La novità è emersa ieri a margine dell’udienza davanti al tribunale del Riesame cui si sono rivolti i legali del filippino per chiedere la scarcerazione del loro assistito. In particolare, si tratta di una macchia di dimensioni inferiori rispetto a quella che il 29 marzo scorso ha portato in carcere l’ex domestico che era del diametro di due centimetri. Benchè nella traccia ematica vi siano sia il dna della contessa sia quello del filippino, gli esperti sono riusciti ad isolare il profilo genetico dell’ex domestico che è quindi stato evidenziato, come nel caso precedente, in maniera completa al cento per cento. Nessun dubbio anche in questo caso che il sangue sia quello dell’indagato.

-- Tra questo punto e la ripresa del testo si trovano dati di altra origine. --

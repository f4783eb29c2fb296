//! Istio Sidecar subset
//!
//! Flotilla only ever appends hosts to the first egress listener of a
//! pre-existing workload Sidecar; it never creates Sidecars from scratch.

use std::collections::BTreeMap;

use kube::CustomResource;
use schemars::JsonSchema;
use serde::{Deserialize, Serialize};

/// Sidecar spec (`networking.istio.io/v1alpha3`)
#[derive(CustomResource, Clone, Debug, Default, Deserialize, Serialize, JsonSchema, PartialEq)]
#[kube(
    group = "networking.istio.io",
    version = "v1alpha3",
    kind = "Sidecar",
    plural = "sidecars",
    namespaced
)]
#[serde(rename_all = "camelCase")]
pub struct SidecarSpec {
    /// Workload selector; absent means namespace-wide
    #[serde(default, skip_serializing_if = "Option::is_none")]
    pub workload_selector: Option<SidecarWorkloadSelector>,

    /// Egress listeners; hosts are appended to the first one
    #[serde(default, skip_serializing_if = "Vec::is_empty")]
    pub egress: Vec<EgressListener>,
}

/// Pod selector of a Sidecar
#[derive(Clone, Debug, Default, Deserialize, Serialize, JsonSchema, PartialEq)]
#[serde(rename_all = "camelCase")]
pub struct SidecarWorkloadSelector {
    /// Pod labels to match
    #[serde(default, skip_serializing_if = "BTreeMap::is_empty")]
    pub labels: BTreeMap<String, String>,
}

/// One egress listener of a Sidecar
#[derive(Clone, Debug, Default, Deserialize, Serialize, JsonSchema, PartialEq)]
#[serde(rename_all = "camelCase")]
pub struct EgressListener {
    /// `<namespace>/<host>` entries the proxy may reach
    #[serde(default)]
    pub hosts: Vec<String>,
}

#[cfg(test)]
mod tests {
    use super::*;

    #[test]
    fn egress_hosts_round_trip() {
        let spec = SidecarSpec {
            workload_selector: None,
            egress: vec![EgressListener {
                hosts: vec!["ns-a/stage.greeting.global".to_string()],
            }],
        };
        let json = serde_json::to_value(&spec).unwrap();
        let back: SidecarSpec = serde_json::from_value(json).unwrap();
        assert_eq!(back.egress[0].hosts.len(), 1);
    }
}
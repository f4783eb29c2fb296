//! Dependency CRD — declares which identities consume which
//!
//! Dependencies drive the cross-cluster fan-out: a ServiceEntry for an
//! identity is written into every cluster hosting one of its dependents.

use kube::CustomResource;
use schemars::JsonSchema;
use serde::{Deserialize, Serialize};

/// Spec for a Dependency record
#[derive(CustomResource, Clone, Debug, Default, Deserialize, Serialize, JsonSchema, PartialEq)]
#[kube(
    group = "flotilla.io",
    version = "v1",
    kind = "Dependency",
    plural = "dependencies",
    namespaced
)]
#[serde(rename_all = "camelCase")]
pub struct DependencySpec {
    /// Identity of the consuming workload
    pub source: String,

    /// Label key identities were derived from (informational)
    #[serde(default)]
    pub identity_label: String,

    /// Identities the source depends on
    #[serde(default)]
    pub destinations: Vec<String>,
}

#[cfg(test)]
mod tests {
    use super::*;

    #[test]
    fn deserializes_minimal() {
        let spec: DependencySpec = serde_json::from_value(serde_json::json!({
            "source": "webapp",
            "destinations": ["greeting", "payments"]
        }))
        .unwrap();
        assert_eq!(spec.source, "webapp");
        assert_eq!(spec.destinations.len(), 2);
        assert!(spec.identity_label.is_empty());
    }
}
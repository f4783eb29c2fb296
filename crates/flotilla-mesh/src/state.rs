//! Per-(identity, env) reconciliation lifecycle
//!
//! Tracks how far each reconciliation key has progressed. Transitions are
//! monotone within one pass; a later event can move a Published key back
//! through Resolved, and a Drained key is revived by the next workload Add.

use serde::{Deserialize, Serialize};

/// Lifecycle of a reconciliation key
#[derive(Clone, Copy, Debug, Default, Deserialize, Serialize, PartialEq, Eq)]
pub enum WorkloadState {
    /// Never seen
    #[default]
    Unknown,
    /// Seen, but not reconciled (warmup or read-only mode)
    Observed,
    /// ServiceEntry drafts were computed this pass
    Resolved,
    /// Mesh objects are written in the target clusters
    Published,
    /// All endpoints gone; SE and DR deleted everywhere
    Drained,
}

impl WorkloadState {
    /// A recognized workload event arrived but writes were suppressed
    pub fn observe(self) -> Self {
        match self {
            WorkloadState::Unknown | WorkloadState::Drained => WorkloadState::Observed,
            other => other,
        }
    }

    /// ServiceEntry drafts exist for this key
    pub fn resolve(self) -> Self {
        WorkloadState::Resolved
    }

    /// Mesh objects were committed
    pub fn publish(self) -> Self {
        WorkloadState::Published
    }

    /// The last endpoint disappeared and objects were deleted
    pub fn drain(self) -> Self {
        WorkloadState::Drained
    }

    /// Label value for logs and metrics
    pub fn as_str(&self) -> &'static str {
        match self {
            WorkloadState::Unknown => "unknown",
            WorkloadState::Observed => "observed",
            WorkloadState::Resolved => "resolved",
            WorkloadState::Published => "published",
            WorkloadState::Drained => "drained",
        }
    }
}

Il nuovo risultato portato ieri all’attenzione dei giudici del Riesame conferma, secondo la ricostruzione offerta dall’accusa che ha dato parere negati alla scarcerazione, il quadro di responsabilità per Winston che attualmente è detenuto a Regina Coeli. L’uomo “è sereno – hanno raccontato ieri i suoi legali – ed è pronto a pagare il debito che ha con la giustizia. Ha chiamato la figlia Alberica come monito futuro per quanto compiuto”.